• EXERCISE: Provide the number of lines below containing the word "SpawnFailed", without any other words.
---
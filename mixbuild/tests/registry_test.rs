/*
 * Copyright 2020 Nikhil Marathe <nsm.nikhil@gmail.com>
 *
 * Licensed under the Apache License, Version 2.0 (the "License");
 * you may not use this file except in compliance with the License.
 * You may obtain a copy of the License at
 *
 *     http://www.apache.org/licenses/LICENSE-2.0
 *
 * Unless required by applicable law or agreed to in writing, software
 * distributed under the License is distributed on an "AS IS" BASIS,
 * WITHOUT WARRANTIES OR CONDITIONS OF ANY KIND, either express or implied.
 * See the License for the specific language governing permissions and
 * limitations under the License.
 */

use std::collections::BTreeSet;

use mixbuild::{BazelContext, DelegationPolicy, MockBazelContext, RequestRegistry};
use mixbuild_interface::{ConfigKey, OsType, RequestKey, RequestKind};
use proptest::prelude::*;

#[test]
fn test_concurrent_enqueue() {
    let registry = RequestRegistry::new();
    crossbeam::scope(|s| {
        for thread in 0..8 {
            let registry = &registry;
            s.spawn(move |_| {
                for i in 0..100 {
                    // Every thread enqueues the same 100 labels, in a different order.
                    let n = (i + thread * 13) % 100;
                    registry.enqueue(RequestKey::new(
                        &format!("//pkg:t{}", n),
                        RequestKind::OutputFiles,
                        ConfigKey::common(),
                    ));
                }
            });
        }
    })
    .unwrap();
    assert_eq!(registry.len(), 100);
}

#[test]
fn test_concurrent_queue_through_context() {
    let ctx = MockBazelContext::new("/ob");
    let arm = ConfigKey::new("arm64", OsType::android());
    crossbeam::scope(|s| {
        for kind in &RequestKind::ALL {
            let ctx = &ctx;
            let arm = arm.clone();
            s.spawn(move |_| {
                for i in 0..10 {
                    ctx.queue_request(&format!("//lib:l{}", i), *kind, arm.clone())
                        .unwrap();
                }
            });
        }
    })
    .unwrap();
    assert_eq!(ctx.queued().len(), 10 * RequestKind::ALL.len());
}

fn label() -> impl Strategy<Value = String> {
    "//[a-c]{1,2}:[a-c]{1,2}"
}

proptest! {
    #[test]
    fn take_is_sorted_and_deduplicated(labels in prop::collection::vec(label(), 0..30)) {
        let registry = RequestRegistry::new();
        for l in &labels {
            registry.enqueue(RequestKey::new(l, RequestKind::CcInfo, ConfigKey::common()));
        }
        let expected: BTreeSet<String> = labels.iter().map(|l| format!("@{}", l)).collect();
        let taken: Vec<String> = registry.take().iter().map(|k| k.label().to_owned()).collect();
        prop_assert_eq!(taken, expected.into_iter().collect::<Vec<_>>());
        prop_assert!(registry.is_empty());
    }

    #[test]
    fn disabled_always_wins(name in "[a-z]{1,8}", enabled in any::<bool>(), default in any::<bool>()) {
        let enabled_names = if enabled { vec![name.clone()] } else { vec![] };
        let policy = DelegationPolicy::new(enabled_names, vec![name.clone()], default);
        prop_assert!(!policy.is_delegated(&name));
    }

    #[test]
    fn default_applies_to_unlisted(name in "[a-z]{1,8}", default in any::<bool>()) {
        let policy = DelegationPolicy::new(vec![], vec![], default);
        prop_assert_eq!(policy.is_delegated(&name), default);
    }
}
---
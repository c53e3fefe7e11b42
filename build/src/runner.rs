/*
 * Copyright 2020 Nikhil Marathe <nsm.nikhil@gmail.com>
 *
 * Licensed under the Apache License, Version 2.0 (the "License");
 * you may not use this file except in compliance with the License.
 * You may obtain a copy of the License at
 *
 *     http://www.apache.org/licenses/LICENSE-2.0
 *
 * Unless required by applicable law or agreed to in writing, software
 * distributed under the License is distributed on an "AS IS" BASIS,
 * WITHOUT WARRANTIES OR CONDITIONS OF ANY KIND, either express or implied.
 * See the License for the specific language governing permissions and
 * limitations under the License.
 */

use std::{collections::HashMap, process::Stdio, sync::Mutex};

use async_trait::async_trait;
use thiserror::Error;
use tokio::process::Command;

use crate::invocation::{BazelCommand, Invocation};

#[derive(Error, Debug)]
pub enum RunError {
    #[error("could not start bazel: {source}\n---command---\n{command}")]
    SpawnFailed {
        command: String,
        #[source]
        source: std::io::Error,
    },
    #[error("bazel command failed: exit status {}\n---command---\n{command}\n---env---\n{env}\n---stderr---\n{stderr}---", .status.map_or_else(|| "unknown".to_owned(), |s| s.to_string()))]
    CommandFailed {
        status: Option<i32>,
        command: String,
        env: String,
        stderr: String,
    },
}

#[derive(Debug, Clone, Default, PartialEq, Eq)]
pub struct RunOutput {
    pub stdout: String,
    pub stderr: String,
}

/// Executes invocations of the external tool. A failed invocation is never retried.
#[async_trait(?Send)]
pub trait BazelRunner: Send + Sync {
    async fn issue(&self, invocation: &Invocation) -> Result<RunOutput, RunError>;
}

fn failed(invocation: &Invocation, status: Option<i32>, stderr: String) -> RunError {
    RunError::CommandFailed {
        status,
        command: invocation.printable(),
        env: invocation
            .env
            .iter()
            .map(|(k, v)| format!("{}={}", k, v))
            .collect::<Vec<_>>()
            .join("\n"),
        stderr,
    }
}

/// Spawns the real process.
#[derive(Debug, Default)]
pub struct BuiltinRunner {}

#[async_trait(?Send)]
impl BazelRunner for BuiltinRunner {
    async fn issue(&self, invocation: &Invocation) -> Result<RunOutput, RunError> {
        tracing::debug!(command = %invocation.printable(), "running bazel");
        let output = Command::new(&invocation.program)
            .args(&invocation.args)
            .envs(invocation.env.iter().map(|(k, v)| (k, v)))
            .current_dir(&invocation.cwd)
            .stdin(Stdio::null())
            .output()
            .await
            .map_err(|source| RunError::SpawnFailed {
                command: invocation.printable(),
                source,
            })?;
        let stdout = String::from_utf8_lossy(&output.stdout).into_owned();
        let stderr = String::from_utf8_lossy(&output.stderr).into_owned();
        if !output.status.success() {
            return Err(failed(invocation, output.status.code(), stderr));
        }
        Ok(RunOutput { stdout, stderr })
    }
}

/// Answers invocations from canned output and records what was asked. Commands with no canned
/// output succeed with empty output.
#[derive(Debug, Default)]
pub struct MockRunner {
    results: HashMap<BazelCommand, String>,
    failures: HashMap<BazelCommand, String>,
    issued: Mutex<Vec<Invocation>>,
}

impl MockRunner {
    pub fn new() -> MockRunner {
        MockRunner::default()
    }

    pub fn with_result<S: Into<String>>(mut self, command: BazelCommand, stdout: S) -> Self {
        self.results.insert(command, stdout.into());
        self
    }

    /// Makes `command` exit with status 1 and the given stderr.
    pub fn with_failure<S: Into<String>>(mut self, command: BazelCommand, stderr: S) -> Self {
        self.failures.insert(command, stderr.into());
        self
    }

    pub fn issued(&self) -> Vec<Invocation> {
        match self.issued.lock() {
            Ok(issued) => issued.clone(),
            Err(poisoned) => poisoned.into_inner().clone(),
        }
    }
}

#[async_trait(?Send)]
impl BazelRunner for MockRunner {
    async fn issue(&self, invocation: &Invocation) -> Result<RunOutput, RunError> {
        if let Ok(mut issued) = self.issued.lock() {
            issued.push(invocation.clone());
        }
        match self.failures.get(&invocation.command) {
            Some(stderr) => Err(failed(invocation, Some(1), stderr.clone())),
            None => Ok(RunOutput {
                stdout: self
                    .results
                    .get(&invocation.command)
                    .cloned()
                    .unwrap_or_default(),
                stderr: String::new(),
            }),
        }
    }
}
---
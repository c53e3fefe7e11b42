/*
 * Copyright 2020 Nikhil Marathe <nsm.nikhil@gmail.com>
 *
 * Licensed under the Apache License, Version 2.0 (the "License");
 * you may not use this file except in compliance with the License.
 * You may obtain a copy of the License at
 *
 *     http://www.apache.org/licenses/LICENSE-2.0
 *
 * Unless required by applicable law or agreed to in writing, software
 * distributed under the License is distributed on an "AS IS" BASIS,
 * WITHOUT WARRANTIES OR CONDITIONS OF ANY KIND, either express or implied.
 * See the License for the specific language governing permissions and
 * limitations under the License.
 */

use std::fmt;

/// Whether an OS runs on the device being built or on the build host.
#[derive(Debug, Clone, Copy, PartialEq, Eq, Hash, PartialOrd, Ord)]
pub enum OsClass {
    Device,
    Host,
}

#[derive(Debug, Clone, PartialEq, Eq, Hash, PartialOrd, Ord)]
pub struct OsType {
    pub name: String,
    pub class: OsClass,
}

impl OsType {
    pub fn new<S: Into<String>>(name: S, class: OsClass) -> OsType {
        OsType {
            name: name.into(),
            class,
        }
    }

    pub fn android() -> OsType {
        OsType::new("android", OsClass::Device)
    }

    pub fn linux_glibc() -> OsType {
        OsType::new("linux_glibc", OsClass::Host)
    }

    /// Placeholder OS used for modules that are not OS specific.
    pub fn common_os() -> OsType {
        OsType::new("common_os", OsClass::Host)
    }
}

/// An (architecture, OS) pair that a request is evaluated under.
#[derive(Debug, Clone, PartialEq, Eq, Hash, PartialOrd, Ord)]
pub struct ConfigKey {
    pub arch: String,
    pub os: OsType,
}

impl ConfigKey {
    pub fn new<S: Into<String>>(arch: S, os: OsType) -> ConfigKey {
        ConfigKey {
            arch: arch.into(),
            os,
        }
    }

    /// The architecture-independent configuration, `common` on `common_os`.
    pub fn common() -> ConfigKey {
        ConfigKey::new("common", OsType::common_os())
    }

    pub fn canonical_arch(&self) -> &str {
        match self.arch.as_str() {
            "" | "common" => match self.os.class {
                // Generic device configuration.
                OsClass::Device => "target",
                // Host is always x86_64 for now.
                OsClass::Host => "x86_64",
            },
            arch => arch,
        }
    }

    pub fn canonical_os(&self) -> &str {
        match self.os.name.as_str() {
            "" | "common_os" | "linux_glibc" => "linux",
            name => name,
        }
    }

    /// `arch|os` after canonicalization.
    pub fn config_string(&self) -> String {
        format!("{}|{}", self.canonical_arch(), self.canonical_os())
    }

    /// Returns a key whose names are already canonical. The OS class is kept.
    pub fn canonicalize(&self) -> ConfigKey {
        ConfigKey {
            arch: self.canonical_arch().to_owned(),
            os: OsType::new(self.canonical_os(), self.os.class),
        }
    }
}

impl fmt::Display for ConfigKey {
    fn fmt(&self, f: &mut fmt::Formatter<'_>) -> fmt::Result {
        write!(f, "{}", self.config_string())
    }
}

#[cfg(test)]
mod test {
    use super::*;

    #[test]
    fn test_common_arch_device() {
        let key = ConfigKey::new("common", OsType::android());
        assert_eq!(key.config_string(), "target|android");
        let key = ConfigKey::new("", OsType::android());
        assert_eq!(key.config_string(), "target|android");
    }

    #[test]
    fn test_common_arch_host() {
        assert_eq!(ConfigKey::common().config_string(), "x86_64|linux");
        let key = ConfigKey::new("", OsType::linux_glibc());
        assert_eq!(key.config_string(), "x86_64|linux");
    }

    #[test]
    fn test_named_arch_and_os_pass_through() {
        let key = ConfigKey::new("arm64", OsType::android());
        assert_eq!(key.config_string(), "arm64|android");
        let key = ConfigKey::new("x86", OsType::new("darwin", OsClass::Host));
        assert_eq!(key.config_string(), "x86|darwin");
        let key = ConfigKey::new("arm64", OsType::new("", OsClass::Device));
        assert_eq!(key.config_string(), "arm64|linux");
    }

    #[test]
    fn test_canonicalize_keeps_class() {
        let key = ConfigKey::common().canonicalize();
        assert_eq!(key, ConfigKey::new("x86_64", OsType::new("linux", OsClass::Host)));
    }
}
---
• YOUR RESPONSE: 2